Por cadu.bruno

Rio - Não de hoje me queixo do desrespeito com a memória deste país. Um país com tantas pressas (inúteis e devoradoras) e de tanta falta de atenção com o que, de fato, vale a pena. E este inconformismo ocorre faz tempo. Desde que tomei o encargo de desenvolver as coleções iniciais do Museu da Imagem e do Som, em 1965, passei a receber dezenas de pedidos de socorro de colecionadores.

E comprovei o horror que é a pura e simples destruição de acervos, como o abandono de coleções preciosas, em todos as categorias: artes plásticas, discos, papéis, filmes e livros, sobretudo eles, não bastasse hoje a ameaça do e-book. Em relação às pessoas, aos personagens da vida brasileira, a situação não era (e não é) mais amável. O desterro de artistas valiosos, de homens públicos exemplares, e até de heróis possíveis, é abismador.

Desanimador também é o panorama de não conscientização que faceia todos os graus de ensino — elementar, médio e universitário. Eu cursei todos eles, e já no meu tempo de estudante a memória era vista como item ralo, quase burocrático, sem importância.

De lá para cá, creio que este patamar de avaliação para preservar ficou mais frágil. Vez por outra, ouvem-se tímidos muxoxos em defesa do acolhimento de memórias, de objetos ou de pessoas.

Vale registrar um veículo interessante de recuperação de identidade, os documentários. Alguns filmes se vêm debruçando sobre história e personagem de nossa música popular, alterando, de certo modo, o desconhecimento a que eles eram confinados.

Mas cadê os escritores, onde estão os dramaturgos e atores, em que vielas obscuras foram parar os artistas plásticos? Não despertando atenções nem de livros, simpósios, muito menos da eficácia de um registro fílmico.

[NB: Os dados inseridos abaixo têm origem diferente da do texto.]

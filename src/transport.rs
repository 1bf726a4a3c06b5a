//! Transport contract
//!
//! The engine hands encoded bytes to a [`Transport`] and expects the
//! embedding to report completion through `Connection::on_write_complete`.
//! At most one write is outstanding per connection, so a transport never
//! needs its own queue.

use std::io;

use bytes::Bytes;

/// Byte stream underneath one connection
pub trait Transport: Send {
    /// Start writing `data`
    ///
    /// An `Err` means the write never started and is treated like a failed
    /// completion. Otherwise exactly one `on_write_complete` must follow.
    fn write(&mut self, data: Bytes) -> io::Result<()>;

    /// Close the stream once the write already handed over has finished
    fn close(&mut self);
}

impl<T: Transport + ?Sized> Transport for Box<T> {
    fn write(&mut self, data: Bytes) -> io::Result<()> {
        (**self).write(data)
    }

    fn close(&mut self) {
        (**self).close()
    }
}
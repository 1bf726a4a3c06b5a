//! # sockudo-ws-core: sans-I/O WebSocket protocol engine
//!
//! RFC 6455 framing, message reassembly, the HTTP/1.1 upgrade handshake,
//! extension negotiation and the connection lifecycle, without owning a
//! socket, an event loop or a clock. The embedding pushes bytes, write
//! completions and timer expirations in; the engine pushes frames out through
//! a [`Transport`] and events up to a [`Handler`].
//!
//! ## Building blocks
//!
//! - [`frame`]: incremental frame parser and encoder with role-aware masking
//! - [`assembler`]: fragment reassembly, size limits and UTF-8 checks
//! - [`handshake`]: upgrade request/response parsing and validation
//! - [`extension`]: `Sec-WebSocket-Extensions` negotiation and transforms
//! - [`connection`]: the per-connection state machine
//! - [`registry`]: generation-checked arena of connections
//!
//! ## Example
//!
//! ```ignore
//! use std::sync::Arc;
//! use sockudo_ws_core::prelude::*;
//!
//! struct Echo;
//!
//! impl Handler for Echo {
//!     fn on_message(&mut self, ctx: &mut Context<'_>, message: Message) {
//!         let _ = ctx.send(message);
//!     }
//! }
//!
//! let timers = Arc::new(ManualTimers::new());
//! let mut registry: Registry<Echo> = Registry::new();
//! let handle = registry.insert_with(|handle| {
//!     Connection::server(handle, Config::default(), Services::new(socket, timers.clone()), Echo)
//! });
//!
//! // In the event loop:
//! registry.on_read(handle, &bytes_from_socket);
//! registry.on_write_complete(handle, Ok(()));
//! ```

pub mod assembler;
pub mod connection;
pub mod error;
pub mod extension;
pub mod frame;
pub mod handshake;
pub mod log;
pub mod mask;
pub mod policy;
pub mod queue;
pub mod registry;
pub mod timer;
pub mod transport;
pub mod utf8;

#[cfg(feature = "permessage-deflate")]
pub mod deflate;

use std::time::Duration;

pub use assembler::Message;
pub use connection::{Connection, Context, Handler, Services, State};
pub use error::{CloseReason, Error, ExtensionError, HandshakeError, ProtocolError, Result};
pub use extension::{Extension, ExtensionNegotiator, Granularity, NegotiatedExtensions, Transform};
pub use frame::{Frame, OpCode, Role};
pub use handshake::{ClientHandshake, ServerHandshake};
pub use log::{LogSink, TracingSink};
pub use policy::{Exclusive, Locked, Unsync};
pub use registry::{ConnectionHandle, Registry};
pub use timer::{ManualTimers, TimerId, TimerKind, TimerService};
pub use transport::Transport;

#[cfg(feature = "permessage-deflate")]
pub use deflate::{DeflateConfig, PerMessageDeflate};

/// Maximum WebSocket frame header size (2 + 8 + 4 = 14 bytes)
pub const MAX_FRAME_HEADER_SIZE: usize = 14;

/// Small message threshold (< 126 bytes uses 2-byte header)
pub const SMALL_MESSAGE_THRESHOLD: usize = 125;

/// Medium message threshold (< 64KB uses 4-byte header)
pub const MEDIUM_MESSAGE_THRESHOLD: usize = 65535;

/// Largest control frame payload
pub const MAX_CONTROL_PAYLOAD: usize = 125;

/// WebSocket GUID for handshake
pub const WS_GUID: &str = "258EAFA5-E914-47DA-95CA-C5AB0DC85B11";

/// Default limit for the opening handshake header block
pub const DEFAULT_MAX_HANDSHAKE_SIZE: usize = 8192;

/// Frames up to this size are coalesced in the send queue
pub const COALESCE_BUFFER_SIZE: usize = 16 * 1024;

/// Configuration for WebSocket connections
///
/// Timeouts have no default: a timeout left as `None` arms no timer.
///
/// # Example
///
/// ```
/// use std::time::Duration;
/// use sockudo_ws_core::Config;
///
/// let config = Config::builder()
///     .max_message_size(16 * 1024)
///     .fragment_size(4096)
///     .close_timeout(Duration::from_secs(5))
///     .subprotocol("chat")
///     .build();
/// assert_eq!(config.pong_timeout, None);
/// ```
#[derive(Debug, Clone)]
pub struct Config {
    /// Maximum reassembled message size (default: 64MB)
    pub max_message_size: usize,
    /// Maximum single frame size (default: 16MB)
    pub max_frame_size: usize,
    /// Split outgoing messages into frames of at most this many bytes
    /// (default: no fragmentation)
    pub fragment_size: Option<usize>,
    /// Queued bytes above which `send` fails with `BufferFull` (default: 1MB)
    pub max_backpressure: usize,
    /// Maximum handshake header block (default: 8KB)
    pub max_handshake_size: usize,
    /// Time allowed for the opening handshake
    pub handshake_timeout: Option<Duration>,
    /// Time allowed for the close handshake
    pub close_timeout: Option<Duration>,
    /// Time allowed for a pong after `ping`
    pub pong_timeout: Option<Duration>,
    /// Subprotocols the server supports
    pub subprotocols: Vec<String>,
    /// Supported extensions
    pub extensions: ExtensionNegotiator,
}

impl Default for Config {
    fn default() -> Self {
        Self {
            max_message_size: 64 * 1024 * 1024,
            max_frame_size: 16 * 1024 * 1024,
            fragment_size: None,
            max_backpressure: 1024 * 1024,
            max_handshake_size: DEFAULT_MAX_HANDSHAKE_SIZE,
            handshake_timeout: None,
            close_timeout: None,
            pong_timeout: None,
            subprotocols: Vec::new(),
            extensions: ExtensionNegotiator::new(),
        }
    }
}

impl Config {
    /// Create a new config builder
    pub fn builder() -> ConfigBuilder {
        ConfigBuilder::new()
    }
}

/// Builder for WebSocket configuration
#[derive(Debug, Clone, Default)]
pub struct ConfigBuilder {
    config: Config,
}

impl ConfigBuilder {
    /// Create a new builder with default values
    pub fn new() -> Self {
        Self::default()
    }

    /// Set maximum payload length for both messages and frames
    pub fn max_payload_length(mut self, size: usize) -> Self {
        self.config.max_message_size = size;
        self.config.max_frame_size = size;
        self
    }

    /// Set maximum message size
    pub fn max_message_size(mut self, size: usize) -> Self {
        self.config.max_message_size = size;
        self
    }

    /// Set maximum frame size
    pub fn max_frame_size(mut self, size: usize) -> Self {
        self.config.max_frame_size = size;
        self
    }

    /// Fragment outgoing messages
    pub fn fragment_size(mut self, size: usize) -> Self {
        self.config.fragment_size = Some(size.max(1));
        self
    }

    /// Set maximum backpressure
    pub fn max_backpressure(mut self, bytes: usize) -> Self {
        self.config.max_backpressure = bytes;
        self
    }

    /// Set maximum handshake size
    pub fn max_handshake_size(mut self, bytes: usize) -> Self {
        self.config.max_handshake_size = bytes;
        self
    }

    /// Set the opening handshake timeout
    pub fn handshake_timeout(mut self, timeout: Duration) -> Self {
        self.config.handshake_timeout = Some(timeout);
        self
    }

    /// Set the close handshake timeout
    pub fn close_timeout(mut self, timeout: Duration) -> Self {
        self.config.close_timeout = Some(timeout);
        self
    }

    /// Set the pong timeout
    pub fn pong_timeout(mut self, timeout: Duration) -> Self {
        self.config.pong_timeout = Some(timeout);
        self
    }

    /// Add a supported subprotocol
    pub fn subprotocol(mut self, protocol: impl Into<String>) -> Self {
        self.config.subprotocols.push(protocol.into());
        self
    }

    /// Add a supported extension
    pub fn extension(mut self, ext: impl Extension + 'static) -> Self {
        self.config.extensions = self.config.extensions.with(ext);
        self
    }

    /// Enable permessage-deflate with the given preferences
    #[cfg(feature = "permessage-deflate")]
    pub fn permessage_deflate(self, config: DeflateConfig) -> Self {
        self.extension(PerMessageDeflate::new(config))
    }

    /// Build the configuration
    pub fn build(self) -> Config {
        self.config
    }
}

/// Prelude module for convenient imports
pub mod prelude {
    pub use crate::assembler::Message;
    pub use crate::connection::{Connection, Context, Handler, Services, State};
    pub use crate::error::{CloseReason, Error, Result};
    pub use crate::frame::{OpCode, Role};
    pub use crate::handshake::ClientHandshake;
    pub use crate::registry::{ConnectionHandle, Registry};
    pub use crate::timer::{ManualTimers, TimerId, TimerKind, TimerService};
    pub use crate::transport::Transport;
    pub use crate::{Config, ConfigBuilder};
}

#[cfg(test)]
mod tests {
    use super::*;

    #[test]
    fn test_config_defaults() {
        let config = Config::default();
        assert_eq!(config.max_message_size, 64 * 1024 * 1024);
        assert_eq!(config.max_frame_size, 16 * 1024 * 1024);
        assert_eq!(config.max_backpressure, 1024 * 1024);
        assert_eq!(config.fragment_size, None);
        assert_eq!(config.handshake_timeout, None);
        assert_eq!(config.close_timeout, None);
        assert_eq!(config.pong_timeout, None);
        assert!(config.extensions.is_empty());
    }

    #[test]
    fn test_config_builder() {
        let config = Config::builder()
            .max_payload_length(1024)
            .fragment_size(0)
            .handshake_timeout(Duration::from_secs(3))
            .subprotocol("chat")
            .subprotocol("superchat")
            .build();

        assert_eq!(config.max_message_size, 1024);
        assert_eq!(config.max_frame_size, 1024);
        assert_eq!(config.fragment_size, Some(1));
        assert_eq!(config.handshake_timeout, Some(Duration::from_secs(3)));
        assert_eq!(config.subprotocols, vec!["chat", "superchat"]);
    }

    #[cfg(feature = "permessage-deflate")]
    #[test]
    fn test_builder_enables_deflate() {
        let config = Config::builder()
            .permessage_deflate(DeflateConfig::default())
            .build();
        assert_eq!(
            config.extensions.offer_header().as_deref(),
            Some("permessage-deflate")
        );
    }
}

Agora mesmo, assisti na cinemateca do MAM à première de um filme dedicado ao pintor Glauco Rodrigues, o senhor das cores, o redescobridor das veredas plásticas do povo carioca, o retratista dos grandes brasileiros. O gaúcho Glauco imortalizou os valores cruciais do povo, das coisas, de detalhes brasileiros em num baú tropicalista de provocação. Mas o nosso pintor estava subtraído da memória da contemporaneidade.

Embora deteste o emprego da palavra resgate, pelo abusivo dela, o aparecimento do Glauco em filme de longa-metragem é um “resgate”. Animador e meritório.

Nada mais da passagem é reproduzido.